THE DATA:
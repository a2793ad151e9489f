//! Cube coordinates and pointy-top hex math.
//!
//! A cube coordinate is a triple `(q, r, s)` with `q + r + s == 0`.
//! Conversion to and from the plane uses the pointy-top layout with a
//! packing factor that tightens spacing between neighbors.

use std::cmp::Ordering;
use std::fmt;
use std::ops::{Add, Sub};

use glam::Vec2;
use serde::{Deserialize, Serialize};

use crate::constants::{HEX_PACKING, SQRT_3};
use crate::error::HexError;

/// The six unit directions. Neighbor scans always follow this order.
pub const DIRECTIONS: [CubeCoordinate; 6] = [
    CubeCoordinate { q: 1, r: -1, s: 0 },
    CubeCoordinate { q: 1, r: 0, s: -1 },
    CubeCoordinate { q: 0, r: 1, s: -1 },
    CubeCoordinate { q: -1, r: 1, s: 0 },
    CubeCoordinate { q: -1, r: 0, s: 1 },
    CubeCoordinate { q: 0, r: -1, s: 1 },
];

/// A hex cell address. Fields are private so the invariant can't be broken.
#[derive(Debug, Clone, Copy, Default, PartialEq, Eq, Hash, Serialize, Deserialize)]
#[serde(try_from = "RawCube")]
pub struct CubeCoordinate {
    q: i32,
    r: i32,
    s: i32,
}

#[derive(Deserialize)]
struct RawCube {
    q: i32,
    r: i32,
    s: i32,
}

impl TryFrom<RawCube> for CubeCoordinate {
    type Error = HexError;

    fn try_from(raw: RawCube) -> Result<Self, Self::Error> {
        CubeCoordinate::new(raw.q, raw.r, raw.s)
    }
}

impl CubeCoordinate {
    pub const ORIGIN: CubeCoordinate = CubeCoordinate { q: 0, r: 0, s: 0 };

    /// Build a coordinate, rejecting triples that don't sum to zero.
    pub fn new(q: i32, r: i32, s: i32) -> Result<Self, HexError> {
        if q + r + s != 0 {
            return Err(HexError::InvalidCoordinate { q, r, s });
        }
        Ok(Self { q, r, s })
    }

    /// Build a coordinate from its axial part; `s` is derived.
    pub const fn axial(q: i32, r: i32) -> Self {
        Self { q, r, s: -q - r }
    }

    pub fn q(&self) -> i32 {
        self.q
    }

    pub fn r(&self) -> i32 {
        self.r
    }

    pub fn s(&self) -> i32 {
        self.s
    }

    /// Neighbor in `direction` (taken modulo 6).
    pub fn neighbor(&self, direction: usize) -> Self {
        *self + DIRECTIONS[direction % 6]
    }

    /// All six neighbors in direction order.
    pub fn neighbors(&self) -> [Self; 6] {
        DIRECTIONS.map(|d| *self + d)
    }

    /// Number of single-cell steps between two coordinates.
    pub fn distance(&self, other: &Self) -> i32 {
        ((self.q - other.q).abs() + (self.r - other.r).abs() + (self.s - other.s).abs()) / 2
    }

    /// Plane position of this cell's center for hexes of `size`.
    pub fn to_pixel(&self, size: f32) -> Vec2 {
        cube_to_pixel(*self, size)
    }
}

impl Add for CubeCoordinate {
    type Output = CubeCoordinate;

    fn add(self, rhs: CubeCoordinate) -> Self::Output {
        CubeCoordinate {
            q: self.q + rhs.q,
            r: self.r + rhs.r,
            s: self.s + rhs.s,
        }
    }
}

impl Sub for CubeCoordinate {
    type Output = CubeCoordinate;

    fn sub(self, rhs: CubeCoordinate) -> Self::Output {
        CubeCoordinate {
            q: self.q - rhs.q,
            r: self.r - rhs.r,
            s: self.s - rhs.s,
        }
    }
}

impl Ord for CubeCoordinate {
    fn cmp(&self, other: &Self) -> Ordering {
        (self.q, self.r, self.s).cmp(&(other.q, other.r, other.s))
    }
}

impl PartialOrd for CubeCoordinate {
    fn partial_cmp(&self, other: &Self) -> Option<Ordering> {
        Some(self.cmp(other))
    }
}

impl fmt::Display for CubeCoordinate {
    fn fmt(&self, f: &mut fmt::Formatter<'_>) -> fmt::Result {
        write!(f, "({}, {}, {})", self.q, self.r, self.s)
    }
}

/// Pointy-top layout: cube coordinate to plane position.
pub fn cube_to_pixel(cube: CubeCoordinate, size: f32) -> Vec2 {
    let q = cube.q as f32;
    let r = cube.r as f32;
    Vec2::new(
        size * SQRT_3 * (q + r / 2.0) * HEX_PACKING,
        size * 1.5 * r * HEX_PACKING,
    )
}

/// Pointy-top layout: plane position to the cube coordinate of the cell containing it.
pub fn pixel_to_cube(pixel: Vec2, size: f32) -> CubeCoordinate {
    let x = pixel.x as f64;
    let y = pixel.y as f64;
    let scale = size as f64 * HEX_PACKING as f64;
    let q = x / (3f64.sqrt() * scale) - y / (3.0 * scale);
    let r = y * 2.0 / (3.0 * scale);
    round(q, r, -q - r)
}

/// Round fractional cube components to the nearest valid coordinate.
///
/// The component with the largest rounding error is recomputed from the
/// other two so the result sums to zero exactly.
pub fn round(q0: f64, r0: f64, s0: f64) -> CubeCoordinate {
    let mut q = q0.round();
    let mut r = r0.round();
    let mut s = s0.round();

    let q_diff = (q - q0).abs();
    let r_diff = (r - r0).abs();
    let s_diff = (s - s0).abs();

    if q_diff > r_diff && q_diff > s_diff {
        q = -r - s;
    } else if r_diff > s_diff {
        r = -q - s;
    } else {
        s = -q - r;
    }

    CubeCoordinate {
        q: q as i32,
        r: r as i32,
        s: s as i32,
    }
}

/// Hex size bundled with the conversions that depend on it.
#[derive(Debug, Clone, Copy, PartialEq, Serialize, Deserialize)]
pub struct HexLayout {
    pub size: f32,
}

impl Default for HexLayout {
    fn default() -> Self {
        Self {
            size: crate::constants::HEX_SIZE,
        }
    }
}

impl HexLayout {
    pub fn new(size: f32) -> Self {
        Self { size }
    }

    pub fn to_pixel(&self, cube: CubeCoordinate) -> Vec2 {
        cube_to_pixel(cube, self.size)
    }

    pub fn to_cube(&self, pixel: Vec2) -> CubeCoordinate {
        pixel_to_cube(pixel, self.size)
    }
}

#[cfg(test)]
mod tests {
    use super::*;

    #[test]
    fn test_rejects_non_zero_sum() {
        assert_eq!(
            CubeCoordinate::new(1, 1, 1),
            Err(HexError::InvalidCoordinate { q: 1, r: 1, s: 1 })
        );
        assert!(CubeCoordinate::new(2, -3, 1).is_ok());
    }

    #[test]
    fn test_axial_derives_s() {
        let c = CubeCoordinate::axial(3, -5);
        assert_eq!(c.s(), 2);
        assert_eq!(c.q() + c.r() + c.s(), 0);
    }

    #[test]
    fn test_neighbor_distance_is_one() {
        let a = CubeCoordinate::axial(2, -1);
        for d in 0..6 {
            assert_eq!(a.distance(&a.neighbor(d)), 1, "direction {d}");
        }
        // Direction wraps modulo 6.
        assert_eq!(a.neighbor(7), a.neighbor(1));
    }

    #[test]
    fn test_distance_properties() {
        let a = CubeCoordinate::axial(-3, 1);
        let b = CubeCoordinate::axial(2, 2);
        assert_eq!(a.distance(&a), 0);
        assert_eq!(a.distance(&b), b.distance(&a));
        assert_eq!(a.distance(&b), 6);
    }

    #[test]
    fn test_ordering_is_lexicographic() {
        let mut coords = vec![
            CubeCoordinate::axial(1, -1),
            CubeCoordinate::axial(0, 1),
            CubeCoordinate::axial(0, -1),
            CubeCoordinate::axial(-1, 0),
        ];
        coords.sort();
        assert_eq!(
            coords,
            vec![
                CubeCoordinate::axial(-1, 0),
                CubeCoordinate::axial(0, -1),
                CubeCoordinate::axial(0, 1),
                CubeCoordinate::axial(1, -1),
            ]
        );
    }

    #[test]
    fn test_pixel_round_trip() {
        for q in -6..=6 {
            for r in -6..=6 {
                let c = CubeCoordinate::axial(q, r);
                let p = cube_to_pixel(c, 25.0);
                assert_eq!(pixel_to_cube(p, 25.0), c, "round trip failed for {c}");
            }
        }
    }

    #[test]
    fn test_pixel_near_center_rounds_to_cell() {
        let c = CubeCoordinate::axial(2, -3);
        let p = cube_to_pixel(c, 25.0) + Vec2::new(5.0, -4.0);
        assert_eq!(pixel_to_cube(p, 25.0), c);
    }

    #[test]
    fn test_round_restores_invariant() {
        let c = round(0.4, 0.4, -0.8);
        assert_eq!(c.q() + c.r() + c.s(), 0);
    }

    #[test]
    fn test_deserialize_rejects_invalid() {
        let ok: Result<CubeCoordinate, _> = serde_json::from_str(r#"{"q":1,"r":-1,"s":0}"#);
        assert_eq!(ok.unwrap(), CubeCoordinate::axial(1, -1));
        let bad: Result<CubeCoordinate, _> = serde_json::from_str(r#"{"q":1,"r":1,"s":0}"#);
        assert!(bad.is_err());
    }
}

EXERCISE AIM:
Counting only lines that hold the string "impl", give the number of such lines in the records. Write nothing else.

TASK OUTPUT:
9